Abstract Our understanding of glioblastoma (GBM) intratumoral heterogeneity, particularly in the context of neurodevelopment, has thus far been primarily focused on the more surgically accessible tumor core niche. In contrast, the biology of GBM cells at the infiltrative edge, which evade surgical resection and drive tumor recurrence, remains poorly characterized. To this end, we microdissected and performed single-nuclei RNA sequencing (snRNA-seq) on approximately 62,000 nuclei taken from the tumor core and from the infiltrative edge of six GBM tumors with diverse genomic drivers, including IDH1, EGFR, PDGFRA, FGFR3, and NF1. Unbiased clustering reveals distinct neoplastic and non-neoplastic populations, further distinguished using copy number variation analysis.
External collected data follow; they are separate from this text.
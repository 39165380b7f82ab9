//! Zip packing for directory downloads and unpacking for uploads.

use std::fs::{self, File};
use std::io::{self, Read, Seek, Write};
use std::path::{Component, Path, PathBuf};

use bytes::Bytes;
use futures::Stream;
use tokio::sync::mpsc;
use tokio_stream::wrappers::ReceiverStream;
use walkdir::WalkDir;
use zip::write::SimpleFileOptions;
use zip::{CompressionMethod, ZipArchive, ZipWriter};

use super::{Result, sandbox};

/// Write a zip of everything under `source` to `writer`.
///
/// Entries are named by their path relative to `source` with `/` separators,
/// in file-name order. Directories get a trailing `/` and no content; regular
/// files are deflated. The root itself is not an entry and symlinks are
/// skipped. `writer` does not need to be seekable.
pub fn zip_directory<W: Write>(source: &Path, writer: W) -> Result<()> {
    let mut zip = ZipWriter::new_stream(writer);
    let base_options =
        SimpleFileOptions::default().compression_method(CompressionMethod::Deflated);

    for entry in WalkDir::new(source).min_depth(1).sort_by_file_name() {
        let entry = entry?;
        let Ok(relative) = entry.path().strip_prefix(source) else {
            continue;
        };
        let name = entry_name(relative);
        let options = with_permissions(base_options, &entry.metadata()?);

        if entry.file_type().is_dir() {
            zip.add_directory(format!("{}/", name), options)?;
        } else if entry.file_type().is_file() {
            zip.start_file(name, options)?;
            let mut file = File::open(entry.path())?;
            io::copy(&mut file, &mut zip)?;
        }
    }

    zip.finish()?;
    Ok(())
}

/// Zip `source` on a blocking thread, yielding archive bytes as they are
/// produced.
///
/// Dropping the stream stops the producer at its next write. A failure
/// mid-archive surfaces as a final `Err` item.
pub fn zip_directory_stream(source: PathBuf) -> impl Stream<Item = io::Result<Bytes>> + Send {
    let (tx, rx) = mpsc::channel::<io::Result<Bytes>>(16);

    tokio::task::spawn_blocking(move || {
        let writer = io::BufWriter::with_capacity(CHUNK_SIZE, ChannelWriter { tx: tx.clone() });
        if let Err(e) = zip_directory(&source, writer) {
            tracing::debug!(source = %source.display(), error = %e, "Directory zip stopped");
            let _ = tx.blocking_send(Err(io::Error::other(e.to_string())));
        }
    });

    ReceiverStream::new(rx)
}

const CHUNK_SIZE: usize = 64 * 1024;

/// Blocking `Write` adapter that forwards chunks into an async channel.
struct ChannelWriter {
    tx: mpsc::Sender<io::Result<Bytes>>,
}

impl Write for ChannelWriter {
    fn write(&mut self, buf: &[u8]) -> io::Result<usize> {
        self.tx
            .blocking_send(Ok(Bytes::copy_from_slice(buf)))
            .map_err(|_| io::Error::new(io::ErrorKind::BrokenPipe, "download receiver dropped"))?;
        Ok(buf.len())
    }

    fn flush(&mut self) -> io::Result<()> {
        Ok(())
    }
}

/// Extract `archive` into `destination`, returning the number of files written.
///
/// Entries whose names resolve outside `destination` are skipped. Directories
/// are created recursively and parent directories are created on demand.
/// Files already extracted stay in place if a later entry fails.
pub fn unzip<R: Read + Seek>(archive: R, destination: &Path) -> Result<usize> {
    let mut archive = ZipArchive::new(archive)?;
    let mut extracted = 0;

    for index in 0..archive.len() {
        let mut entry = archive.by_index(index)?;
        let name = entry.name().to_string();

        let target = match sandbox::resolve(destination, &name) {
            Ok(target) => target,
            Err(_) => {
                tracing::warn!(entry = %name, "Skipping zip entry outside destination");
                continue;
            }
        };

        if entry.is_dir() {
            fs::create_dir_all(&target)?;
            continue;
        }
        if target.as_path() == destination {
            continue;
        }

        if let Some(parent) = target.parent() {
            fs::create_dir_all(parent)?;
        }
        let mut out = create_file(&target, entry.unix_mode())?;
        io::copy(&mut entry, &mut out)?;
        extracted += 1;
    }

    Ok(extracted)
}

fn entry_name(relative: &Path) -> String {
    relative
        .components()
        .filter_map(|c| match c {
            Component::Normal(part) => Some(part.to_string_lossy().into_owned()),
            _ => None,
        })
        .collect::<Vec<_>>()
        .join("/")
}

#[cfg(unix)]
fn with_permissions(options: SimpleFileOptions, metadata: &fs::Metadata) -> SimpleFileOptions {
    use std::os::unix::fs::PermissionsExt;
    options.unix_permissions(metadata.permissions().mode() & 0o7777)
}

#[cfg(not(unix))]
fn with_permissions(options: SimpleFileOptions, _metadata: &fs::Metadata) -> SimpleFileOptions {
    options
}

#[cfg(unix)]
fn create_file(path: &Path, mode: Option<u32>) -> io::Result<File> {
    use std::os::unix::fs::OpenOptionsExt;
    let mode = mode.map(|m| m & 0o7777).filter(|m| *m != 0).unwrap_or(0o644);
    fs::OpenOptions::new()
        .write(true)
        .create(true)
        .truncate(true)
        .mode(mode)
        .open(path)
}

#[cfg(not(unix))]
fn create_file(path: &Path, _mode: Option<u32>) -> io::Result<File> {
    File::create(path)
}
After projecting previously defined signatures taken from snRNA-seq analysis of human adult neocortex/subventricular zone and prenatal germinal matrix, we find that approximately 90% of tumor cells recapitulate a neurodevelopment-like molecular phenotype, reprising gene expression signatures of prenatal astrocytes and of a distinct glial intermediate progenitor cell population (g-IPC) that precedes both astrocyte and oligodendrocyte lineage differentiation. Examining the infiltrative edge of samples with the most confident microdissection (n=4), we see that while distinct populations of tumor cells in this niche express proneural and classical signatures, these cells are overall enriched for a g-IPC-like phenotype, relative to the tumor core, irrespective of the tumors’ genomic alterations. A subset of cells at the infiltrative edge, in particular, recapitulates the signature of an uncommitted g-IPC subtype, expressing both astroglial and oligodendroglial markers. Trajectory analyses also reveal distinct branches of core and edge tumor cells, which are predominantly astrocyte- and g-IPC-like, respectively. Differential gene expression analysis of GBM cells at the infiltrative edge vs. tumor core reveals a migration signature, dominated by EGFR, ERBB4, PCDH9, and PCDH15. Ultimately, this high resolution analysis of heterogeneity at the infiltrative edge allows us to uncover potentially targetable drivers of invasion in GBM.